- Opening Delimiter -
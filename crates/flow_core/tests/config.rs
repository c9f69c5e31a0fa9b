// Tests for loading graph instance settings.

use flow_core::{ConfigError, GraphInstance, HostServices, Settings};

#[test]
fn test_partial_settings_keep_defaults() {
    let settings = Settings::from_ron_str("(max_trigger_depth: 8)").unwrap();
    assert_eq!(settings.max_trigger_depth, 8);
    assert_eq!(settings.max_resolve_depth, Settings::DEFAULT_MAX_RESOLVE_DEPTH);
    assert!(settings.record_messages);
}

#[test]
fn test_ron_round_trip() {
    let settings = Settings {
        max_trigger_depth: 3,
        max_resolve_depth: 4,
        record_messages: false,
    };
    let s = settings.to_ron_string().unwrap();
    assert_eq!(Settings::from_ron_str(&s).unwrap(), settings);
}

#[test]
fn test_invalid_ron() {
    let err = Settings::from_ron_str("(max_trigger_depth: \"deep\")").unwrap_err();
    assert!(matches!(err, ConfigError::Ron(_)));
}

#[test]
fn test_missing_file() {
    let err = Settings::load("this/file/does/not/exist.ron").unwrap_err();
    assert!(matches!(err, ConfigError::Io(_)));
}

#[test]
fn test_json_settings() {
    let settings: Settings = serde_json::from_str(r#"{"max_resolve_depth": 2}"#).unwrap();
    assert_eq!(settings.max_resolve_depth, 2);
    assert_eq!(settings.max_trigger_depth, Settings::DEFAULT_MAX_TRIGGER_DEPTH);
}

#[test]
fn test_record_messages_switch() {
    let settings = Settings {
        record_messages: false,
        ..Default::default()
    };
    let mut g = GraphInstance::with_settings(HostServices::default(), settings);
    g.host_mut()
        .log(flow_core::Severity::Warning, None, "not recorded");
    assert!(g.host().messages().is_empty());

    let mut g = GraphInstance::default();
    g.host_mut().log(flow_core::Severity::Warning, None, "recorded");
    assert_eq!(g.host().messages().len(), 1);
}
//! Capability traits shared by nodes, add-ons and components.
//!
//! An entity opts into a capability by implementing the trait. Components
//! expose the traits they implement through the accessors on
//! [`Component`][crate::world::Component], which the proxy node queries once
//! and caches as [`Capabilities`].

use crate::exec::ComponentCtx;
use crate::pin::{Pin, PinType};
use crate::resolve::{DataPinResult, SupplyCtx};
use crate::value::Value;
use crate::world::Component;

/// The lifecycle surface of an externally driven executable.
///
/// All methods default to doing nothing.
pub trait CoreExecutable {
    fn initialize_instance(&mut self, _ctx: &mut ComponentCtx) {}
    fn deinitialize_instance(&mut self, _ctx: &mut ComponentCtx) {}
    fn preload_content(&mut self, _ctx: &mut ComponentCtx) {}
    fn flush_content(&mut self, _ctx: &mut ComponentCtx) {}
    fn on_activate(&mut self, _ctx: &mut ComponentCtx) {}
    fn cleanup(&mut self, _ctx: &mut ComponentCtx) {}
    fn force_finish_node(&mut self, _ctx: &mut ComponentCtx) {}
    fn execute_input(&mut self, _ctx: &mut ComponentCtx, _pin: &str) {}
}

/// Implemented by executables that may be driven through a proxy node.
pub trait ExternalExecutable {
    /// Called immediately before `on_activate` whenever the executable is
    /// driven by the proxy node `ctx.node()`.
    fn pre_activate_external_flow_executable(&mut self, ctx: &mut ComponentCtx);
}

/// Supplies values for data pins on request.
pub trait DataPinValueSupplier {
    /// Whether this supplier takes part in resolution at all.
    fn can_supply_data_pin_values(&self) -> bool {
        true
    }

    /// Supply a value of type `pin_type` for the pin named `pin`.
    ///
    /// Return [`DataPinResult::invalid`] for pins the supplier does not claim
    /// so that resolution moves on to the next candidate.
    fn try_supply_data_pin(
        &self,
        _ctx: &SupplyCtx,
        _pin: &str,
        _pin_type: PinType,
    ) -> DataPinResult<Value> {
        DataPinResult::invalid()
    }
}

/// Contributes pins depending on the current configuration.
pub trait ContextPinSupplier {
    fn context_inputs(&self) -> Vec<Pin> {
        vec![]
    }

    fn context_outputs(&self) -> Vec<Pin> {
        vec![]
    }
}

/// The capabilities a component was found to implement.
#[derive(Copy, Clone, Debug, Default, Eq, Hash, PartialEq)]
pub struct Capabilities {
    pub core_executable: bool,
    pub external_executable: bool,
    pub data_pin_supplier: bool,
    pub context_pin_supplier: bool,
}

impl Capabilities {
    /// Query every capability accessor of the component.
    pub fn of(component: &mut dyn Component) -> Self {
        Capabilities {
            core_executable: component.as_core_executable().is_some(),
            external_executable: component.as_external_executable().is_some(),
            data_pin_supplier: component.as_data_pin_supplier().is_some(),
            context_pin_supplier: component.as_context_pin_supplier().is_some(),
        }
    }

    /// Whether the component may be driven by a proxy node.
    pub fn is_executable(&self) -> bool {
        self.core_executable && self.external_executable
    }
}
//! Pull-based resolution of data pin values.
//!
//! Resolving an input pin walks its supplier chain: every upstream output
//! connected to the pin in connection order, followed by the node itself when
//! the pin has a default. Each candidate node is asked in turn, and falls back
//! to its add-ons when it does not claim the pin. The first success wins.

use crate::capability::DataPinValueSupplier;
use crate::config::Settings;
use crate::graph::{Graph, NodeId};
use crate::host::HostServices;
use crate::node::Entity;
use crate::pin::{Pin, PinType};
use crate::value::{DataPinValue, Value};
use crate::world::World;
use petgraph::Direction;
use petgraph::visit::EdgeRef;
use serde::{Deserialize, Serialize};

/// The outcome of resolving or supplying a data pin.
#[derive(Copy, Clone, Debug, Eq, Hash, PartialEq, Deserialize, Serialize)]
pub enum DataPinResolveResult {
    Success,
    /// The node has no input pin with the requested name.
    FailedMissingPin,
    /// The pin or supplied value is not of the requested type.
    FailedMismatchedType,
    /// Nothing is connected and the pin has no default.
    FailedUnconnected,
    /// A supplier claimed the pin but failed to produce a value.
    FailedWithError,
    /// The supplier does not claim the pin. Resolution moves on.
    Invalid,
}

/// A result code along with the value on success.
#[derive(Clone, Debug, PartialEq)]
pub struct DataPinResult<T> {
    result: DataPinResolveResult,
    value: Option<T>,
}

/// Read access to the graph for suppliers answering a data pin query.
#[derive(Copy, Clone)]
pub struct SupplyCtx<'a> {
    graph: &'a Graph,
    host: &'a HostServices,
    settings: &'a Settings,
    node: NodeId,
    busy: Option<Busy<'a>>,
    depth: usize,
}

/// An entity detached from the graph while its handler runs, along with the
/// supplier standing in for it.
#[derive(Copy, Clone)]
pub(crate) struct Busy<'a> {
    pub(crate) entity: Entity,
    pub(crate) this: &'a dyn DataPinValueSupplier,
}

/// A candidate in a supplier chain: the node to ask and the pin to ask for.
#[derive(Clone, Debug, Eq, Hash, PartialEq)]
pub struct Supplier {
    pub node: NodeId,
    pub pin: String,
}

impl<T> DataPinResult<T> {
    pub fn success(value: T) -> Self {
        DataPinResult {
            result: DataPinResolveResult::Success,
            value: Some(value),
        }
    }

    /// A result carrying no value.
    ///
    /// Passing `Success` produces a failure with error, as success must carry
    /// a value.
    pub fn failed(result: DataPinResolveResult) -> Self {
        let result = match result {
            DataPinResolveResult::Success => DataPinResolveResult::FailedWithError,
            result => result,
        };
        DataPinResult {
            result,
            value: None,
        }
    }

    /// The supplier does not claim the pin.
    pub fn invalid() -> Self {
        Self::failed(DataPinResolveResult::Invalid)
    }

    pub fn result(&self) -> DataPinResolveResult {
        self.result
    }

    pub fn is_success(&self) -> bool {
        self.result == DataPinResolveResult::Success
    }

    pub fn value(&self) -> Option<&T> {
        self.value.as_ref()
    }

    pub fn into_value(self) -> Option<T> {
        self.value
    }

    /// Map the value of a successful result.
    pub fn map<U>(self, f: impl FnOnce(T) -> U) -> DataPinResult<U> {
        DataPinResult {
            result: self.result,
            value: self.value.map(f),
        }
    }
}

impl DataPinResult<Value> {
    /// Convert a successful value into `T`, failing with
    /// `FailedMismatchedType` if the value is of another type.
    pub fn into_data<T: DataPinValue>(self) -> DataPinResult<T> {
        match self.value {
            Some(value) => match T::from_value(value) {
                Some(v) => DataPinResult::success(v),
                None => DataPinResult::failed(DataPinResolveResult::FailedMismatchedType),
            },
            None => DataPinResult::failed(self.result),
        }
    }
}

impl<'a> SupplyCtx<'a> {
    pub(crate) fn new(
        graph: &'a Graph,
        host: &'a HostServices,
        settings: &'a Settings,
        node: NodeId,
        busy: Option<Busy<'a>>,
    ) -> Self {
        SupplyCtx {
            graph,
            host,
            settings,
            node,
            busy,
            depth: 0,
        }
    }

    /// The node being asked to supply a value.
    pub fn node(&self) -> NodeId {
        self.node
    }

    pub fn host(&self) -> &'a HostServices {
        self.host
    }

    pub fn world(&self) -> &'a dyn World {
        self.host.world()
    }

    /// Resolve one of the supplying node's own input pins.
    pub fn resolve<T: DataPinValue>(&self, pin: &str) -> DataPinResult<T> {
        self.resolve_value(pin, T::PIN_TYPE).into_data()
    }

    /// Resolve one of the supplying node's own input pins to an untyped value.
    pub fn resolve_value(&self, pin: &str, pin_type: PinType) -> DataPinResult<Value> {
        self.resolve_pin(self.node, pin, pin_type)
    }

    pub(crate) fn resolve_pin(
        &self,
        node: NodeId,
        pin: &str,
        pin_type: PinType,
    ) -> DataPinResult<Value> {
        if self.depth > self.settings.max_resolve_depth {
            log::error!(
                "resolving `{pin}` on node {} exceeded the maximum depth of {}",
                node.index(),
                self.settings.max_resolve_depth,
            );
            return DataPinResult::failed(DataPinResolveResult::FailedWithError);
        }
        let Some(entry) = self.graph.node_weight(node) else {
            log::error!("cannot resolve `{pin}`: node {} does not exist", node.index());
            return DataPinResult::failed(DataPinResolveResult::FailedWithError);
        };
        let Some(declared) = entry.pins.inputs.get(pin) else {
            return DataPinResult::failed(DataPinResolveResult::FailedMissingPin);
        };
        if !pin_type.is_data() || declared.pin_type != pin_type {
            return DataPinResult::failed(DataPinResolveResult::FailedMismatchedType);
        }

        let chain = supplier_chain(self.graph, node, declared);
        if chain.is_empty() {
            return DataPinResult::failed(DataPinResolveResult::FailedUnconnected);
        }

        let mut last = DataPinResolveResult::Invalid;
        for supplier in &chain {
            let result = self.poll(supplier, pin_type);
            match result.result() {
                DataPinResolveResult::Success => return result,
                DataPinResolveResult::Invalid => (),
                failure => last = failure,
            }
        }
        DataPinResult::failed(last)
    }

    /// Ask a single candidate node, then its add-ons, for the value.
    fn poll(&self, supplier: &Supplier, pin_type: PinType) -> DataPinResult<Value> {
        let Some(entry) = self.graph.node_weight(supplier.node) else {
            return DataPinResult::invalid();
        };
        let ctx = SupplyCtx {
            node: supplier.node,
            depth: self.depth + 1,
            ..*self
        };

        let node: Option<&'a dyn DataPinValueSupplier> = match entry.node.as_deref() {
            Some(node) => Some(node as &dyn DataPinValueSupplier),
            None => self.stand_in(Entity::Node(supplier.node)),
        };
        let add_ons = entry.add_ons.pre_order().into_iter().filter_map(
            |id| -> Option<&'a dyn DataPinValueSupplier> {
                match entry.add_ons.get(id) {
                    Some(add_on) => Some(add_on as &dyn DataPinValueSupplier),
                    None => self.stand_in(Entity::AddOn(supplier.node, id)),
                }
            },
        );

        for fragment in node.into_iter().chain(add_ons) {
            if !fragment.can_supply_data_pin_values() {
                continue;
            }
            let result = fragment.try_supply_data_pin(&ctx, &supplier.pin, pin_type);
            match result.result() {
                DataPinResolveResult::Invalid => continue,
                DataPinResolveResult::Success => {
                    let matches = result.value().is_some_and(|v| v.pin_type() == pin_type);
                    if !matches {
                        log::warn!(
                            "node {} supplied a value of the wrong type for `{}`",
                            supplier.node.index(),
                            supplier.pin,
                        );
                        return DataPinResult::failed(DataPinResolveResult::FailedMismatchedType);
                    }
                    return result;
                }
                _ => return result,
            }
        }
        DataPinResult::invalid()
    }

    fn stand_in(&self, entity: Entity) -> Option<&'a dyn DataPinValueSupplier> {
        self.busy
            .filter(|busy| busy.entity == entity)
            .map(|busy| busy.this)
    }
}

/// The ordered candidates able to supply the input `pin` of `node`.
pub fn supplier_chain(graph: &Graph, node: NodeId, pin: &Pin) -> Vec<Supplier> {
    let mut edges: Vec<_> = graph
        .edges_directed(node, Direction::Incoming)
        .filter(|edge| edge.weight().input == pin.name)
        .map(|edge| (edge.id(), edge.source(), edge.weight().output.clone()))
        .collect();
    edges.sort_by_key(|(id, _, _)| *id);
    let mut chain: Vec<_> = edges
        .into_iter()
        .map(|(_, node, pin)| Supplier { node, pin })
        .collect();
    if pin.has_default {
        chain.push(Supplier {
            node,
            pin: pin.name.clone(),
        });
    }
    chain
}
- Closing Delimiter -
- Opening Delimiter -
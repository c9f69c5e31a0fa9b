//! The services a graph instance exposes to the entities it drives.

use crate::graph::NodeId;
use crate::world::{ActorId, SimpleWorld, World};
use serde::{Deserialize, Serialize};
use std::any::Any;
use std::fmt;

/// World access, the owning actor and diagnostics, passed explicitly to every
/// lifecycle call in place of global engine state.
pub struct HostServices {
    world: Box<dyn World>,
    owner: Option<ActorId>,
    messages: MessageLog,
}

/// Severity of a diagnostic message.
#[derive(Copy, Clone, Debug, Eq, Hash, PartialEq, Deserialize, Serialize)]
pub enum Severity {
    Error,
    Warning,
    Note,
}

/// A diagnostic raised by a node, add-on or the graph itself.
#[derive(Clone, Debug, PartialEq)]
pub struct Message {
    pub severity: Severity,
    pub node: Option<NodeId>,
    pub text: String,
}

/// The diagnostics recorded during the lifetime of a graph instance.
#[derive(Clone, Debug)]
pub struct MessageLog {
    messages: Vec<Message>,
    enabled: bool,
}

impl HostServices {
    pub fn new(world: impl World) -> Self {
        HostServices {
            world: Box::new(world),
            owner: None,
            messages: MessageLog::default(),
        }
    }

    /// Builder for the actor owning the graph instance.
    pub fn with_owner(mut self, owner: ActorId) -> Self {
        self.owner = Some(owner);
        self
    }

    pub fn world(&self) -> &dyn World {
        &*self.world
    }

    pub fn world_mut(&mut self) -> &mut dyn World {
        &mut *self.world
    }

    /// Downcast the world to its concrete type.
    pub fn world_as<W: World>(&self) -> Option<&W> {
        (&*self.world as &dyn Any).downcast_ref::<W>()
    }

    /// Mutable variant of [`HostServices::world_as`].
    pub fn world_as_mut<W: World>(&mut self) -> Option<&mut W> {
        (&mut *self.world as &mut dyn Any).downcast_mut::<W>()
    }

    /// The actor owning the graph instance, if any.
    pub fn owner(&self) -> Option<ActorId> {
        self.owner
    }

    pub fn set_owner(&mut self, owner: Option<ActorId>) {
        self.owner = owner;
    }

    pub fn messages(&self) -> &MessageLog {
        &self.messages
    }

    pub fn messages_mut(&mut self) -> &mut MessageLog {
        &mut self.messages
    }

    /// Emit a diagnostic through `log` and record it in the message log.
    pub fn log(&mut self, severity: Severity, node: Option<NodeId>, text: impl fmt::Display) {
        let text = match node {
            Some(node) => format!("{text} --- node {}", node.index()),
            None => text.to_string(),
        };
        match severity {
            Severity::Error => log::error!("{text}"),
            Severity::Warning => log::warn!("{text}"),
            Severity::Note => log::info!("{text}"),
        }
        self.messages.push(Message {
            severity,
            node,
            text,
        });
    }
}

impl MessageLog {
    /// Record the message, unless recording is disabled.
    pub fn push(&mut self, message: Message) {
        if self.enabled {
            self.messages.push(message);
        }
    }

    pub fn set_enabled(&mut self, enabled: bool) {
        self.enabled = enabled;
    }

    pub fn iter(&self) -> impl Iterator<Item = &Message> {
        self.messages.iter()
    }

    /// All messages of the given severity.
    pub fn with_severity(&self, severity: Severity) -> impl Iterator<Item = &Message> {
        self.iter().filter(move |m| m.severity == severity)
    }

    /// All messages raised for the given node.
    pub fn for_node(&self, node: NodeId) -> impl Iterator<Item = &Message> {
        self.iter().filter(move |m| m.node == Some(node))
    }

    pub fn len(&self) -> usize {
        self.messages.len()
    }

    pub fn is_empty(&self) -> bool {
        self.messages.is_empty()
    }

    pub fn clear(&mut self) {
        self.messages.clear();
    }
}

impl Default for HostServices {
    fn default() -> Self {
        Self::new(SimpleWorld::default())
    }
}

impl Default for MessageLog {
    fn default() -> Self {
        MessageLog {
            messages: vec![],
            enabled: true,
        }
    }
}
- Closing Delimiter -
_Exercise goal_
What belongs in the answer is each line from the listing above that contains "owner".

_Solved problem_
    owner: Option<ActorId>,
            owner: None,
    pub fn with_owner(mut self, owner: ActorId) -> Self {
        self.owner = Some(owner);
    pub fn owner(&self) -> Option<ActorId> {
        self.owner
    pub fn set_owner(&mut self, owner: Option<ActorId>) {
        self.owner = owner;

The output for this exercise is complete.